Whether listening to a loved one, colleague, stranger, when listening, you are always listening to a story. A mini movie of that person’s life, day, experience or even a moment. Movies and stories follow a clear path. Simply put a beginning, middle and end. While we are wired to listen and learn through hearing stories, few of us are naturally good storytellers that follow a clear story path when we talk. Instead, typically, the speaker starts their story somewhere in the middle, confusing and discombobulating the listener from the very start. As the listener we assume the speaker started their story at the beginning, leading to a lot of assumptions, disconnecting the speaker and the listener, and the listener rushing the speaker to the end so they can solve the mystery. This pattern frustrates and hurts the speaker. Be sure to go back getting the beginning of the speaker’s movie following the story path when listening.
The story you are listening to and gathering has two important parts: The facts and feelings. Getting the facts will help you understand the situation, the feelings will help you understand the person. Unfortunately, we are taught and socialized to focus on collecting the facts and information when listening, but not to collect or ask about the feelings. When we miss the feelings, we miss the person, the most important part of the story. Be sure to ask about both when listening. Ask the speaker, how does that make you feel, or it sounds like you feel, this will lead to gathering a more cohesive story, promotes connection and finding the story meaning.
Become a listening storyteller. Problem solving and advising are the most commonly reported inhibitors to listening. Instead of listening, we tend to focus on how we are going to help the speaker fix their problem. Rather than thinking of a solution, focus on listening so you can summarize in 30 to 90 seconds the story the speaker just told you. Tell their story, beginning, middle and end, including both facts and feelings when you summarize. Telling someone their own story is one of the most powerful things we can do as a listener. This ensures that we have not only been present when you were listening, it also illustrates you’ve heard and seen them in their story. Telling someone their own story not only makes the person feel seen, but it also makes you unforgettable.

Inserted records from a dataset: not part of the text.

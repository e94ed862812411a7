use std::sync::Arc;
use std::time::{Duration, Instant};

use serde::Serialize;
use tokio::sync::broadcast;

use crate::config::ProducerConfig;
use crate::queue::{QueueFacade, SendOutcome};

/// Periodic device status message.
#[derive(Debug, Clone, Serialize)]
pub struct StatusReport {
    pub uptime_seconds: u64,
    pub queue_depth: usize,
    pub online: bool,
}

/// Background task that sends a status report through the queue on a timer.
pub struct StatusReporter {
    config: ProducerConfig,
    queue: Arc<QueueFacade>,
    started_at: Instant,
    shutdown: broadcast::Receiver<()>,
}

impl StatusReporter {
    pub fn new(
        config: ProducerConfig,
        queue: Arc<QueueFacade>,
        started_at: Instant,
        shutdown: broadcast::Receiver<()>,
    ) -> Self {
        Self {
            config,
            queue,
            started_at,
            shutdown,
        }
    }

    /// Build and send one report.
    pub async fn report(&self) -> SendOutcome {
        let report = StatusReport {
            uptime_seconds: self.started_at.elapsed().as_secs(),
            queue_depth: self.queue.depth().await,
            online: self.queue.is_online(),
        };

        let outcome = self.queue.send_json(&self.config.label, &report).await;
        tracing::debug!(
            label = %self.config.label,
            uptime_seconds = report.uptime_seconds,
            queue_depth = report.queue_depth,
            outcome = outcome.as_str(),
            "Status report sent"
        );
        outcome
    }

    pub async fn run(mut self) {
        let interval = Duration::from_millis(self.config.interval_ms.max(1));
        let mut timer = tokio::time::interval(interval);

        // Skip immediate first tick
        timer.tick().await;

        tracing::info!(
            interval_ms = interval.as_millis() as u64,
            label = %self.config.label,
            "Status reporter started"
        );

        loop {
            tokio::select! {
                _ = self.shutdown.recv() => {
                    tracing::info!("Status reporter received shutdown signal");
                    break;
                }
                _ = timer.tick() => {
                    self.report().await;
                }
            }
        }

        tracing::info!("Status reporter stopped");
    }
}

It is the responsibility of the listener to guide the speaker to be a great storyteller. Guide the speaker to go back to the beginning of their story and ask questions to prompt them to tell you more guiding them along the storypath. By helping the speaker follow a clear path, you will both discover the meaning and make discoveries together.
Asking good questions is an important part of listening, however questions are also an enemy of good listening. Our specific questions, lead us to inserting our own biases and curiosity that are too often unrelated to the speaker and their story. By asking less, we allow room for the speaker to share their story without interference or getting lost. Less questions, will get more of the story more quickly. Be sure to ask both situational open-ended questions, i.e., tell me more, and feeling open ended questions, i.e., how does that make you feel.
Rather than asking for clarification, be a mirror. Take a moment to mini-reflect, using the exact words the speaker said. By providing these soundbites back to the speaker, clarification becomes a natural byproduct without creating disconnection. Using a mini reflection is the simplest way to employ mirroring, this complex and powerful emotional skill.
The ability to put ourselves in the shoes of others and feel what they feel is a daunting proposition/expectation. Put your listening mind at ease. When you listen using the tools, feelings will naturally be expressed by the speaker. As you are listening to their story/movie this will elicit you to step into their shoes and show the empathy as you are on the journey with them.